**Work task:**
Give back every record exactly.

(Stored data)
┄┄┄┄┄┄┄┄┄┄┄┄┄┄┄┄┄┄┄┄
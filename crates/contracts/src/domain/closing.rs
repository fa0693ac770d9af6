//! Persisted cash-register closings ("cierre de caja") and the status
//! classification the history view derives from them.

use chrono::Datelike;
use serde::{Deserialize, Serialize};

use crate::domain::provider::Provider;

/// A closing is balanced when the register totals match the system balance
/// within this margin.
pub const BALANCED_MARGIN: f64 = 1_000.0;

/// Past this margin a difference stops being minor.
pub const MINOR_DIFF_MARGIN: f64 = 5_000.0;

/// Installment tied to a persisted closing.
#[derive(Debug, Clone, PartialEq, Serialize, Deserialize)]
#[serde(rename_all = "camelCase")]
pub struct ClosingPayment {
    pub id: String,
    pub amount: f64,
    #[serde(default)]
    pub gps_amount: f64,
}

/// Expense tied to a persisted closing.
#[derive(Debug, Clone, PartialEq, Serialize, Deserialize)]
#[serde(rename_all = "camelCase")]
pub struct ClosingExpense {
    pub id: String,
    pub amount: f64,
    #[serde(default)]
    pub description: String,
}

#[derive(Debug, Clone, PartialEq, Serialize, Deserialize)]
#[serde(rename_all = "camelCase")]
pub struct CreatedBy {
    pub id: String,
    pub name: String,
}

/// Read-only closing as returned by `GET /api/v1/closing`.
#[derive(Debug, Clone, PartialEq, Serialize, Deserialize)]
#[serde(rename_all = "camelCase")]
pub struct Closing {
    pub id: String,
    pub date: String,
    #[serde(skip_serializing_if = "Option::is_none")]
    pub provider: Option<Provider>,
    pub cash_in_register: f64,
    pub cash_from_transfers: f64,
    pub cash_from_cards: f64,
    #[serde(default)]
    pub notes: String,
    #[serde(skip_serializing_if = "Option::is_none")]
    pub created_by: Option<CreatedBy>,
    #[serde(default)]
    pub payments: Vec<ClosingPayment>,
    // The API names this field in singular.
    #[serde(rename = "expense", default)]
    pub expenses: Vec<ClosingExpense>,
}

impl Closing {
    /// Σ payments (amount + gps) − Σ expenses.
    pub fn balance(&self) -> f64 {
        let income: f64 = self.payments.iter().map(|p| p.amount + p.gps_amount).sum();
        let spent: f64 = self.expenses.iter().map(|e| e.amount).sum();
        income - spent
    }

    /// Sum of the three declared register totals.
    pub fn total_cash_in_system(&self) -> f64 {
        self.cash_in_register + self.cash_from_transfers + self.cash_from_cards
    }

    pub fn status(&self) -> ClosingStatus {
        ClosingStatus::classify(self.balance(), self.total_cash_in_system())
    }

    /// Month-of-year of the closing date, 1..=12, when the date parses.
    pub fn month(&self) -> Option<u32> {
        let date_part = self.date.split('T').next().unwrap_or(&self.date);
        chrono::NaiveDate::parse_from_str(date_part, "%Y-%m-%d")
            .ok()
            .map(|d| d.month())
    }
}

#[derive(Debug, Clone, Copy, PartialEq, Eq, Serialize, Deserialize)]
pub enum ClosingStatus {
    #[serde(rename = "balanced")]
    Balanced,
    #[serde(rename = "minor-diff")]
    MinorDiff,
    #[serde(rename = "major-diff")]
    MajorDiff,
}

impl ClosingStatus {
    /// Classifies by `|balance − totalCashInSystem|`.
    pub fn classify(balance: f64, total_cash_in_system: f64) -> Self {
        let diff = (balance - total_cash_in_system).abs();
        if diff <= BALANCED_MARGIN {
            ClosingStatus::Balanced
        } else if diff <= MINOR_DIFF_MARGIN {
            ClosingStatus::MinorDiff
        } else {
            ClosingStatus::MajorDiff
        }
    }

    pub fn as_str(&self) -> &'static str {
        match self {
            ClosingStatus::Balanced => "balanced",
            ClosingStatus::MinorDiff => "minor-diff",
            ClosingStatus::MajorDiff => "major-diff",
        }
    }

    pub fn label_es(&self) -> &'static str {
        match self {
            ClosingStatus::Balanced => "Cuadrado",
            ClosingStatus::MinorDiff => "Descuadre leve",
            ClosingStatus::MajorDiff => "Descuadre mayor",
        }
    }
}

/// Body of `POST /api/v1/closing`.
#[derive(Debug, Clone, Serialize, Deserialize)]
#[serde(rename_all = "camelCase")]
pub struct CreateClosingRequest {
    pub cash_in_register: f64,
    pub cash_from_transfers: f64,
    pub cash_from_cards: f64,
    pub notes: String,
    pub installment_ids: Vec<String>,
    pub expense_ids: Vec<String>,
    pub created_by_id: String,
    #[serde(skip_serializing_if = "Option::is_none")]
    pub provider_id: Option<String>,
}

#[cfg(test)]
mod tests {
    use super::*;

    #[test]
    fn classification_thresholds() {
        assert_eq!(
            ClosingStatus::classify(10_000.0, 10_000.0),
            ClosingStatus::Balanced
        );
        // diff = 4000 ≤ 5000
        assert_eq!(
            ClosingStatus::classify(10_000.0, 14_000.0),
            ClosingStatus::MinorDiff
        );
        // diff = 10000 > 5000
        assert_eq!(
            ClosingStatus::classify(10_000.0, 20_000.0),
            ClosingStatus::MajorDiff
        );
    }

    #[test]
    fn classification_boundaries_are_inclusive() {
        assert_eq!(
            ClosingStatus::classify(0.0, 1_000.0),
            ClosingStatus::Balanced
        );
        assert_eq!(
            ClosingStatus::classify(0.0, 5_000.0),
            ClosingStatus::MinorDiff
        );
        assert_eq!(
            ClosingStatus::classify(0.0, 5_000.01),
            ClosingStatus::MajorDiff
        );
    }

    fn sample_closing() -> Closing {
        Closing {
            id: "cl-1".to_string(),
            date: "2025-08-14T18:30:00Z".to_string(),
            provider: None,
            cash_in_register: 40_000.0,
            cash_from_transfers: 10_000.0,
            cash_from_cards: 0.0,
            notes: String::new(),
            created_by: None,
            payments: vec![
                ClosingPayment {
                    id: "p1".to_string(),
                    amount: 45_000.0,
                    gps_amount: 5_000.0,
                },
                ClosingPayment {
                    id: "p2".to_string(),
                    amount: 10_000.0,
                    gps_amount: 0.0,
                },
            ],
            expenses: vec![ClosingExpense {
                id: "e1".to_string(),
                amount: 10_000.0,
                description: "Aseo".to_string(),
            }],
        }
    }

    #[test]
    fn balance_sums_payments_with_gps_minus_expenses() {
        let closing = sample_closing();
        assert_eq!(closing.balance(), 50_000.0);
        assert_eq!(closing.total_cash_in_system(), 50_000.0);
        assert_eq!(closing.status(), ClosingStatus::Balanced);
    }

    #[test]
    fn month_extraction_handles_datetime_strings() {
        let closing = sample_closing();
        assert_eq!(closing.month(), Some(8));
    }

    #[test]
    fn wire_expense_field_is_singular() {
        let json = r#"{
            "id": "cl-2",
            "date": "2025-07-01",
            "cashInRegister": 0,
            "cashFromTransfers": 0,
            "cashFromCards": 0,
            "expense": [{"id": "e1", "amount": 500}]
        }"#;
        let parsed: Closing = serde_json::from_str(json).unwrap();
        assert_eq!(parsed.expenses.len(), 1);
        assert_eq!(parsed.month(), Some(7));
    }
}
┄┄┄┄┄┄┄┄┄┄┄┄┄┄┄┄┄┄┄┄
**Written answer:**
filename crates/contracts/src/domain/closing.rs
repository fa0693ac770d9af6
//! Persisted cash-register closings ("cierre de caja") and the status
//! classification the history view derives from them.

use chrono::Datelike;
use serde::{Deserialize, Serialize};

use crate::domain::provider::Provider;

/// A closing is balanced when the register totals match the system balance
/// within this margin.
pub const BALANCED_MARGIN: f64 = 1_000.0;

/// Past this margin a difference stops being minor.
pub const MINOR_DIFF_MARGIN: f64 = 5_000.0;

/// Installment tied to a persisted closing.
#[derive(Debug, Clone, PartialEq, Serialize, Deserialize)]
#[serde(rename_all = "camelCase")]
pub struct ClosingPayment {
    pub id: String,
    pub amount: f64,
    #[serde(default)]
    pub gps_amount: f64,
}

/// Expense tied to a persisted closing.
#[derive(Debug, Clone, PartialEq, Serialize, Deserialize)]
#[serde(rename_all = "camelCase")]
pub struct ClosingExpense {
    pub id: String,
    pub amount: f64,
    #[serde(default)]
    pub description: String,
}

#[derive(Debug, Clone, PartialEq, Serialize, Deserialize)]
#[serde(rename_all = "camelCase")]
pub struct CreatedBy {
    pub id: String,
    pub name: String,
}

/// Read-only closing as returned by `GET /api/v1/closing`.
#[derive(Debug, Clone, PartialEq, Serialize, Deserialize)]
#[serde(rename_all = "camelCase")]
pub struct Closing {
    pub id: String,
    pub date: String,
    #[serde(skip_serializing_if = "Option::is_none")]
    pub provider: Option<Provider>,
    pub cash_in_register: f64,
    pub cash_from_transfers: f64,
    pub cash_from_cards: f64,
    #[serde(default)]
    pub notes: String,
    #[serde(skip_serializing_if = "Option::is_none")]
    pub created_by: Option<CreatedBy>,
    #[serde(default)]
    pub payments: Vec<ClosingPayment>,
    // The API names this field in singular.
    #[serde(rename = "expense", default)]
    pub expenses: Vec<ClosingExpense>,
}

impl Closing {
    /// Σ payments (amount + gps) − Σ expenses.
    pub fn balance(&self) -> f64 {
        let income: f64 = self.payments.iter().map(|p| p.amount + p.gps_amount).sum();
        let spent: f64 = self.expenses.iter().map(|e| e.amount).sum();
        income - spent
    }

    /// Sum of the three declared register totals.
    pub fn total_cash_in_system(&self) -> f64 {
        self.cash_in_register + self.cash_from_transfers + self.cash_from_cards
    }

    pub fn status(&self) -> ClosingStatus {
        ClosingStatus::classify(self.balance(), self.total_cash_in_system())
    }

    /// Month-of-year of the closing date, 1..=12, when the date parses.
    pub fn month(&self) -> Option<u32> {
        let date_part = self.date.split('T').next().unwrap_or(&self.date);
        chrono::NaiveDate::parse_from_str(date_part, "%Y-%m-%d")
            .ok()
            .map(|d| d.month())
    }
}

#[derive(Debug, Clone, Copy, PartialEq, Eq, Serialize, Deserialize)]
pub enum ClosingStatus {
    #[serde(rename = "balanced")]
    Balanced,
    #[serde(rename = "minor-diff")]
    MinorDiff,
    #[serde(rename = "major-diff")]
    MajorDiff,
}

impl ClosingStatus {
    /// Classifies by `|balance − totalCashInSystem|`.
    pub fn classify(balance: f64, total_cash_in_system: f64) -> Self {
        let diff = (balance - total_cash_in_system).abs();
        if diff <= BALANCED_MARGIN {
            ClosingStatus::Balanced
        } else if diff <= MINOR_DIFF_MARGIN {
            ClosingStatus::MinorDiff
        } else {
            ClosingStatus::MajorDiff
        }
    }

    pub fn as_str(&self) -> &'static str {
        match self {
            ClosingStatus::Balanced => "balanced",
            ClosingStatus::MinorDiff => "minor-diff",
            ClosingStatus::MajorDiff => "major-diff",
        }
    }

    pub fn label_es(&self) -> &'static str {
        match self {
            ClosingStatus::Balanced => "Cuadrado",
            ClosingStatus::MinorDiff => "Descuadre leve",
            ClosingStatus::MajorDiff => "Descuadre mayor",
        }
    }
}

/// Body of `POST /api/v1/closing`.
#[derive(Debug, Clone, Serialize, Deserialize)]
#[serde(rename_all = "camelCase")]
pub struct CreateClosingRequest {
    pub cash_in_register: f64,
    pub cash_from_transfers: f64,
    pub cash_from_cards: f64,
    pub notes: String,
    pub installment_ids: Vec<String>,
    pub expense_ids: Vec<String>,
    pub created_by_id: String,
    #[serde(skip_serializing_if = "Option::is_none")]
    pub provider_id: Option<String>,
}

#[cfg(test)]
mod tests {
    use super::*;

    #[test]
    fn classification_thresholds() {
        assert_eq!(
            ClosingStatus::classify(10_000.0, 10_000.0),
            ClosingStatus::Balanced
        );
        // diff = 4000 ≤ 5000
        assert_eq!(
            ClosingStatus::classify(10_000.0, 14_000.0),
            ClosingStatus::MinorDiff
        );
        // diff = 10000 > 5000
        assert_eq!(
            ClosingStatus::classify(10_000.0, 20_000.0),
            ClosingStatus::MajorDiff
        );
    }

    #[test]
    fn classification_boundaries_are_inclusive() {
        assert_eq!(
            ClosingStatus::classify(0.0, 1_000.0),
            ClosingStatus::Balanced
        );
        assert_eq!(
            ClosingStatus::classify(0.0, 5_000.0),
            ClosingStatus::MinorDiff
        );
        assert_eq!(
            ClosingStatus::classify(0.0, 5_000.01),
            ClosingStatus::MajorDiff
        );
    }

    fn sample_closing() -> Closing {
        Closing {
            id: "cl-1".to_string(),
            date: "2025-08-14T18:30:00Z".to_string(),
            provider: None,
            cash_in_register: 40_000.0,
            cash_from_transfers: 10_000.0,
            cash_from_cards: 0.0,
            notes: String::new(),
            created_by: None,
            payments: vec![
                ClosingPayment {
                    id: "p1".to_string(),
                    amount: 45_000.0,
                    gps_amount: 5_000.0,
                },
                ClosingPayment {
                    id: "p2".to_string(),
                    amount: 10_000.0,
                    gps_amount: 0.0,
                },
            ],
            expenses: vec![ClosingExpense {
                id: "e1".to_string(),
                amount: 10_000.0,
                description: "Aseo".to_string(),
            }],
        }
    }

    #[test]
    fn balance_sums_payments_with_gps_minus_expenses() {
        let closing = sample_closing();
        assert_eq!(closing.balance(), 50_000.0);
        assert_eq!(closing.total_cash_in_system(), 50_000.0);
        assert_eq!(closing.status(), ClosingStatus::Balanced);
    }

    #[test]
    fn month_extraction_handles_datetime_strings() {
        let closing = sample_closing();
        assert_eq!(closing.month(), Some(8));
    }

    #[test]
    fn wire_expense_field_is_singular() {
        let json = r#"{
            "id": "cl-2",
            "date": "2025-07-01",
            "cashInRegister": 0,
            "cashFromTransfers": 0,
            "cashFromCards": 0,
            "expense": [{"id": "e1", "amount": 500}]
        }"#;
        let parsed: Closing = serde_json::from_str(json).unwrap();
        assert_eq!(parsed.expenses.len(), 1);
        assert_eq!(parsed.month(), Some(7));
    }
}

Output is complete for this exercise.